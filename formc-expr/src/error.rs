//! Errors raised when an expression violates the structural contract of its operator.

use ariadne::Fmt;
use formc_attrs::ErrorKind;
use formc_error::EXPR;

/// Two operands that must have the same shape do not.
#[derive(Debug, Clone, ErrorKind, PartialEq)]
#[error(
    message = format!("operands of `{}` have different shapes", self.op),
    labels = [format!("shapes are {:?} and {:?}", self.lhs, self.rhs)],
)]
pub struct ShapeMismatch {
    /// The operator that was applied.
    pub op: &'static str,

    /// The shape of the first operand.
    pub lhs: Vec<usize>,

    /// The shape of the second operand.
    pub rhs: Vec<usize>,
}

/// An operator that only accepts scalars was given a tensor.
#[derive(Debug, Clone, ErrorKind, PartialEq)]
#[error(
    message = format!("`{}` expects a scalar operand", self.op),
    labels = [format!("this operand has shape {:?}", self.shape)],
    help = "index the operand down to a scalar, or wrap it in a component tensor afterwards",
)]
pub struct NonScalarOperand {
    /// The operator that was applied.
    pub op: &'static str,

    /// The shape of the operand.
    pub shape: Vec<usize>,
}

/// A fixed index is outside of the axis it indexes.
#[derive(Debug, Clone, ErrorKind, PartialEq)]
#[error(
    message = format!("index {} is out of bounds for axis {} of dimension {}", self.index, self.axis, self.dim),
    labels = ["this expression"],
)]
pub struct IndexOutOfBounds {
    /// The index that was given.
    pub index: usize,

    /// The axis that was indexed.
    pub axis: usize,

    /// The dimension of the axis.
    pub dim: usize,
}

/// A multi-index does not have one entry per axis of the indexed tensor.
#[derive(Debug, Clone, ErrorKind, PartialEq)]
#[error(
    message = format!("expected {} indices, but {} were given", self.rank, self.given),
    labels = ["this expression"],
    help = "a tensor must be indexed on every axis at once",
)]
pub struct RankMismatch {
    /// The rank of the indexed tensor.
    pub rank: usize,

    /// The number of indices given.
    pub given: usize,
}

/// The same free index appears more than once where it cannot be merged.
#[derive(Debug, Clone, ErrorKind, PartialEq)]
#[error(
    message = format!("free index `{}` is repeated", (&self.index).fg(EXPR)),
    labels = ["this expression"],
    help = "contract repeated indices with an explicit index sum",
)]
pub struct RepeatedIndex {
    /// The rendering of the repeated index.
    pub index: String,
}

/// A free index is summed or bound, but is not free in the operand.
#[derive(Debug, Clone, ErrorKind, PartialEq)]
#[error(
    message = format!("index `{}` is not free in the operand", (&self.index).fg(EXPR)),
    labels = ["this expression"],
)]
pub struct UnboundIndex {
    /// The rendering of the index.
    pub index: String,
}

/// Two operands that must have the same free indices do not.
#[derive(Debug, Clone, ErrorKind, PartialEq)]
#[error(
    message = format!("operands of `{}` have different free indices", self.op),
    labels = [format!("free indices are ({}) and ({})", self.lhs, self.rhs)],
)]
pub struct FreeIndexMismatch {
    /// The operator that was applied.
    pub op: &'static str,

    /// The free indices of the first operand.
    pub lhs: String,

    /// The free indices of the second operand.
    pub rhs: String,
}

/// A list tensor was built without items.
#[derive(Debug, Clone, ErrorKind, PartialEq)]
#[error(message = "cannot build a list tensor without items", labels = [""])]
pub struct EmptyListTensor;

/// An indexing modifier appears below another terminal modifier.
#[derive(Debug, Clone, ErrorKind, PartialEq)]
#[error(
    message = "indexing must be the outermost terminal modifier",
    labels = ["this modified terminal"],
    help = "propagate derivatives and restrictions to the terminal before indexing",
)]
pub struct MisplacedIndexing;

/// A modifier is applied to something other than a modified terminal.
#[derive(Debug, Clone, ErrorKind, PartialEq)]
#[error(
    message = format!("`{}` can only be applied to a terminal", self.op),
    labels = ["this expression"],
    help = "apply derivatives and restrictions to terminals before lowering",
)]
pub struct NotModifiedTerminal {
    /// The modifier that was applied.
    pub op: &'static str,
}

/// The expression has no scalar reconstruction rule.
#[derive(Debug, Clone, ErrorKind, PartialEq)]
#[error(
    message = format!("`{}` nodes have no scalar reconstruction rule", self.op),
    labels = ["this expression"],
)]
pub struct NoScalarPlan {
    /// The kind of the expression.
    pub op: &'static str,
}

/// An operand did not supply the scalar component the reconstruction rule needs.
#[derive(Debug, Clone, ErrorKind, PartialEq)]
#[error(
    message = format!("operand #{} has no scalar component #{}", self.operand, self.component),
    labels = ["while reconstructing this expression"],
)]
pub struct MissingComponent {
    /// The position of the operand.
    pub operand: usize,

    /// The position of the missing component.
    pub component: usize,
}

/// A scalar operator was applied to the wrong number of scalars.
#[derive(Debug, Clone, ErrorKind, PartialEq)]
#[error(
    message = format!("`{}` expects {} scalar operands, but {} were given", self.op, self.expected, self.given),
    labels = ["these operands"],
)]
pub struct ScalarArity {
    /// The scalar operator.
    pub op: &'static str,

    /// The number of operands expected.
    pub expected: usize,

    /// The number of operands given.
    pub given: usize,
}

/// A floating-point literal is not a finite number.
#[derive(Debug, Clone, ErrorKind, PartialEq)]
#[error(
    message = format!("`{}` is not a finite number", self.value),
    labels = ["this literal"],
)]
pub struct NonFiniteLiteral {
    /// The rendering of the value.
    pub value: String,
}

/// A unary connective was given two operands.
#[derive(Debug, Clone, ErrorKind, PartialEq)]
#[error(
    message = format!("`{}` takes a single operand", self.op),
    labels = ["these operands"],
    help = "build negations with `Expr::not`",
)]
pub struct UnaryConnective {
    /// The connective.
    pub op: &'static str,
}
□ □ □
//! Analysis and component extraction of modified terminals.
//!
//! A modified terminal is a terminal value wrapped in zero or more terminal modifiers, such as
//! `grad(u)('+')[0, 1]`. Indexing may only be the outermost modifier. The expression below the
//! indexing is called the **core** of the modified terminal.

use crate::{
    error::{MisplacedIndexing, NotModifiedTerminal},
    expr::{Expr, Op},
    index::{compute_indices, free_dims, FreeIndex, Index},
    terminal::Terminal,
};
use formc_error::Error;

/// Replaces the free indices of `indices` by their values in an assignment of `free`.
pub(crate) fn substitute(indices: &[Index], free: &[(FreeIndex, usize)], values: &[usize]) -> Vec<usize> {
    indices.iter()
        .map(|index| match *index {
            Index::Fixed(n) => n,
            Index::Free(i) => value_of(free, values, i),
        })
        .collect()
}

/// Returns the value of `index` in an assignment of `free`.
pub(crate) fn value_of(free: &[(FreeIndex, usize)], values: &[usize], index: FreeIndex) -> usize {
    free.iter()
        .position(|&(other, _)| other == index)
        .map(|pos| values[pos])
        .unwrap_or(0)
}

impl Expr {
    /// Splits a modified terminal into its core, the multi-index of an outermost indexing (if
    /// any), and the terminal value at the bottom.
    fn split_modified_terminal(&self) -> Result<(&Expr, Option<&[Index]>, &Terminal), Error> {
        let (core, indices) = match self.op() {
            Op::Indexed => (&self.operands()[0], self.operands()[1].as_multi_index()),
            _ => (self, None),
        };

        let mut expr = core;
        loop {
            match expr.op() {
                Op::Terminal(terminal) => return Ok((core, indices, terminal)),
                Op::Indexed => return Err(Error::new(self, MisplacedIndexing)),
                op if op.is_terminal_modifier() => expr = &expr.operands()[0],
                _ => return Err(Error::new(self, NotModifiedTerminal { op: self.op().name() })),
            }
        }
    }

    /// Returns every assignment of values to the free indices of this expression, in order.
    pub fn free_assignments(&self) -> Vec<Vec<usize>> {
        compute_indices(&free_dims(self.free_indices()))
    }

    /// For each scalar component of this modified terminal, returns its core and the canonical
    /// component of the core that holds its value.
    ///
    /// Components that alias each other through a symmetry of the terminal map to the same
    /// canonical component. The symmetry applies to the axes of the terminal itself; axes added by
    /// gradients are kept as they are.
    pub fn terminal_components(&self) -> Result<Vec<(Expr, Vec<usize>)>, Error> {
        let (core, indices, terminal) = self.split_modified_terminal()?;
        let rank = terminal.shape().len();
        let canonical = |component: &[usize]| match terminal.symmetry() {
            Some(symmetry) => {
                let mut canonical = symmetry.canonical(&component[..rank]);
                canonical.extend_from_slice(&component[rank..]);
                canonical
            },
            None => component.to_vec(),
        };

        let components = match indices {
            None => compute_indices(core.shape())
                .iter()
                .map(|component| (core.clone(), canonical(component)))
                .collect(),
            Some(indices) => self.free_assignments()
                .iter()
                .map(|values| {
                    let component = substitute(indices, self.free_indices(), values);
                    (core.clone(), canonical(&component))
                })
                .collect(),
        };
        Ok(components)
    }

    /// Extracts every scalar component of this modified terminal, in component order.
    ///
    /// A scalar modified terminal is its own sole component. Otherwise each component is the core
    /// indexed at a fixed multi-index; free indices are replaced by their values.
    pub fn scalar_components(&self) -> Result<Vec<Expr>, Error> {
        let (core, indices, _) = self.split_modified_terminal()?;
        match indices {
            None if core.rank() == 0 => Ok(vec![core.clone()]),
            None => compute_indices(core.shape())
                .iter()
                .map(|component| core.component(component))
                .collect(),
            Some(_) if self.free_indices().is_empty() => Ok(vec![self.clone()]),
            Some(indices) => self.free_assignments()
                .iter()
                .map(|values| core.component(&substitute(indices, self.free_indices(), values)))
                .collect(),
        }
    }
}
□ □ □
=== REQUIRED WORK ===
Each line above with the string "MisplacedIndexing" should be reported in full.

=== WRITTEN RESPONSE ===
pub struct MisplacedIndexing;
    error::{MisplacedIndexing, NotModifiedTerminal},
                Op::Indexed => return Err(Error::new(self, MisplacedIndexing)),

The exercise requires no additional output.